▶ [Action item]
Down to the last line below, give the listing again exactly.

----------

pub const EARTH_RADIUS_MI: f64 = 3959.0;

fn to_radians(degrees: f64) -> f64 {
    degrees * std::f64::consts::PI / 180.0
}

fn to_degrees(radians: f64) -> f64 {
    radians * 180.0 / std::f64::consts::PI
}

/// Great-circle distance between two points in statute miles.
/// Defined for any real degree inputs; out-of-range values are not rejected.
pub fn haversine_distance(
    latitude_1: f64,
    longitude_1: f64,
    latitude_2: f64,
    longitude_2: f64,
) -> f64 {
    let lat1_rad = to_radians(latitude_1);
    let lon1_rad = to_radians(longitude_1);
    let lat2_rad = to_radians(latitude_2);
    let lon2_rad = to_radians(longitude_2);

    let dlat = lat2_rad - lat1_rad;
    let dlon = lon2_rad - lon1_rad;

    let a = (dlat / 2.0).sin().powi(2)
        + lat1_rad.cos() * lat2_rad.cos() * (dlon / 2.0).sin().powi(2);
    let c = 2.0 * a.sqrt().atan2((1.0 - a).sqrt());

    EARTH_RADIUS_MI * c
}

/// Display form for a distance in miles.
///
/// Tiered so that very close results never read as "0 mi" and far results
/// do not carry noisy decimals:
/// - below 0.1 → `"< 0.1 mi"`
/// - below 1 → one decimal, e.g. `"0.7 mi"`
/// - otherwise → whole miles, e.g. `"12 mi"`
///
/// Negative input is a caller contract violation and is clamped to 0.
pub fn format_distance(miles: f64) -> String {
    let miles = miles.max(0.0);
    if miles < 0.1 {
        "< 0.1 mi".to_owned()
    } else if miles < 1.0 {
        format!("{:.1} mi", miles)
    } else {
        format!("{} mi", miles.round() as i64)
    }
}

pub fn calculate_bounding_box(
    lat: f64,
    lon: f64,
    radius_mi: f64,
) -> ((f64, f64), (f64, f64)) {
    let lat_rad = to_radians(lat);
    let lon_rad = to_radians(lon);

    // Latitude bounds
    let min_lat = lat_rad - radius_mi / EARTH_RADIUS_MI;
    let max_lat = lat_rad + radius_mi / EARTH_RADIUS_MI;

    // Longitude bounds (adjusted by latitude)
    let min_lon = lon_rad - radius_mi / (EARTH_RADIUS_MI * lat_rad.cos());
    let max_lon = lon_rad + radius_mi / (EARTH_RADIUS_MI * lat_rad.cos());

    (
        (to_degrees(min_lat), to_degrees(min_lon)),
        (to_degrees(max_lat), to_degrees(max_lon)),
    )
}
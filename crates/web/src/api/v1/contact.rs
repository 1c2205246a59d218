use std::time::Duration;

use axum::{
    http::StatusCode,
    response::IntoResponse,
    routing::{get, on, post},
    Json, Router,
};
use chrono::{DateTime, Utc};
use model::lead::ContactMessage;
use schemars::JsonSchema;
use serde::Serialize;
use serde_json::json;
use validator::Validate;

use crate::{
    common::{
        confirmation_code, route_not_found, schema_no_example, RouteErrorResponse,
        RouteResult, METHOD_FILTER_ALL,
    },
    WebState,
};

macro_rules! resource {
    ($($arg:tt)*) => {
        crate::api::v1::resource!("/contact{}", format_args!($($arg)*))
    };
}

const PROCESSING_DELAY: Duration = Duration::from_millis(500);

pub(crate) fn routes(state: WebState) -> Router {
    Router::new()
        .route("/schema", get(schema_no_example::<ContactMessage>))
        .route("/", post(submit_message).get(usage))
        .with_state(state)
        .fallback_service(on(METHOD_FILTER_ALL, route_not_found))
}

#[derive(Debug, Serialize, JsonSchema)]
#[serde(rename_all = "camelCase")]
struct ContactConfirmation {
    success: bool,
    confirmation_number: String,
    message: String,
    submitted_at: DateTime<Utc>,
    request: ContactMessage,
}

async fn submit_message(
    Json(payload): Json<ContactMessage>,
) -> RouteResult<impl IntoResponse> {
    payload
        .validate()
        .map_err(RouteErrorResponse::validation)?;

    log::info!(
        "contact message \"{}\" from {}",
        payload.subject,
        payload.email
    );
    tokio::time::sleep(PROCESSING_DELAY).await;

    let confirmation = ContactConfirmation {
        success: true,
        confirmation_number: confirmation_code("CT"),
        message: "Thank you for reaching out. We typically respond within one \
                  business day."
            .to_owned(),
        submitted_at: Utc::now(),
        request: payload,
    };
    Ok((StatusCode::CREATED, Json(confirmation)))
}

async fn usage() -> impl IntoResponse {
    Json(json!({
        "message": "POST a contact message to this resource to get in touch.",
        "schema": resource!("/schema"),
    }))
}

----------

▶ [Written answer]
pub const EARTH_RADIUS_MI: f64 = 3959.0;

fn to_radians(degrees: f64) -> f64 {
    degrees * std::f64::consts::PI / 180.0
}

fn to_degrees(radians: f64) -> f64 {
    radians * 180.0 / std::f64::consts::PI
}

/// Great-circle distance between two points in statute miles.
/// Defined for any real degree inputs; out-of-range values are not rejected.
pub fn haversine_distance(
    latitude_1: f64,
    longitude_1: f64,
    latitude_2: f64,
    longitude_2: f64,
) -> f64 {
    let lat1_rad = to_radians(latitude_1);
    let lon1_rad = to_radians(longitude_1);
    let lat2_rad = to_radians(latitude_2);
    let lon2_rad = to_radians(longitude_2);

    let dlat = lat2_rad - lat1_rad;
    let dlon = lon2_rad - lon1_rad;

    let a = (dlat / 2.0).sin().powi(2)
        + lat1_rad.cos() * lat2_rad.cos() * (dlon / 2.0).sin().powi(2);
    let c = 2.0 * a.sqrt().atan2((1.0 - a).sqrt());

    EARTH_RADIUS_MI * c
}

/// Display form for a distance in miles.
///
/// Tiered so that very close results never read as "0 mi" and far results
/// do not carry noisy decimals:
/// - below 0.1 → `"< 0.1 mi"`
/// - below 1 → one decimal, e.g. `"0.7 mi"`
/// - otherwise → whole miles, e.g. `"12 mi"`
///
/// Negative input is a caller contract violation and is clamped to 0.
pub fn format_distance(miles: f64) -> String {
    let miles = miles.max(0.0);
    if miles < 0.1 {
        "< 0.1 mi".to_owned()
    } else if miles < 1.0 {
        format!("{:.1} mi", miles)
    } else {
        format!("{} mi", miles.round() as i64)
    }
}

pub fn calculate_bounding_box(
    lat: f64,
    lon: f64,
    radius_mi: f64,
) -> ((f64, f64), (f64, f64)) {
    let lat_rad = to_radians(lat);
    let lon_rad = to_radians(lon);

    // Latitude bounds
    let min_lat = lat_rad - radius_mi / EARTH_RADIUS_MI;
    let max_lat = lat_rad + radius_mi / EARTH_RADIUS_MI;

    // Longitude bounds (adjusted by latitude)
    let min_lon = lon_rad - radius_mi / (EARTH_RADIUS_MI * lat_rad.cos());
    let max_lon = lon_rad + radius_mi / (EARTH_RADIUS_MI * lat_rad.cos());

    (
        (to_degrees(min_lat), to_degrees(min_lon)),
        (to_degrees(max_lat), to_degrees(max_lon)),
    )
}
filename crates/web/src/api/v1/contact.rs
repository 1c2205246a59d218
use std::time::Duration;

use axum::{
    http::StatusCode,
    response::IntoResponse,
    routing::{get, on, post},
    Json, Router,
};
use chrono::{DateTime, Utc};
use model::lead::ContactMessage;
use schemars::JsonSchema;
use serde::Serialize;
use serde_json::json;
use validator::Validate;

use crate::{
    common::{
        confirmation_code, route_not_found, schema_no_example, RouteErrorResponse,
        RouteResult, METHOD_FILTER_ALL,
    },
    WebState,
};

macro_rules! resource {
    ($($arg:tt)*) => {
        crate::api::v1::resource!("/contact{}", format_args!($($arg)*))
    };
}

const PROCESSING_DELAY: Duration = Duration::from_millis(500);

pub(crate) fn routes(state: WebState) -> Router {
    Router::new()
        .route("/schema", get(schema_no_example::<ContactMessage>))
        .route("/", post(submit_message).get(usage))
        .with_state(state)
        .fallback_service(on(METHOD_FILTER_ALL, route_not_found))
}

#[derive(Debug, Serialize, JsonSchema)]
#[serde(rename_all = "camelCase")]
struct ContactConfirmation {
    success: bool,
    confirmation_number: String,
    message: String,
    submitted_at: DateTime<Utc>,
    request: ContactMessage,
}

async fn submit_message(
    Json(payload): Json<ContactMessage>,
) -> RouteResult<impl IntoResponse> {
    payload
        .validate()
        .map_err(RouteErrorResponse::validation)?;

    log::info!(
        "contact message \"{}\" from {}",
        payload.subject,
        payload.email
    );
    tokio::time::sleep(PROCESSING_DELAY).await;

    let confirmation = ContactConfirmation {
        success: true,
        confirmation_number: confirmation_code("CT"),
        message: "Thank you for reaching out. We typically respond within one \
                  business day."
            .to_owned(),
        submitted_at: Utc::now(),
        request: payload,
    };
    Ok((StatusCode::CREATED, Json(confirmation)))
}

async fn usage() -> impl IntoResponse {
    Json(json!({
        "message": "POST a contact message to this resource to get in touch.",
        "schema": resource!("/schema"),
    }))
}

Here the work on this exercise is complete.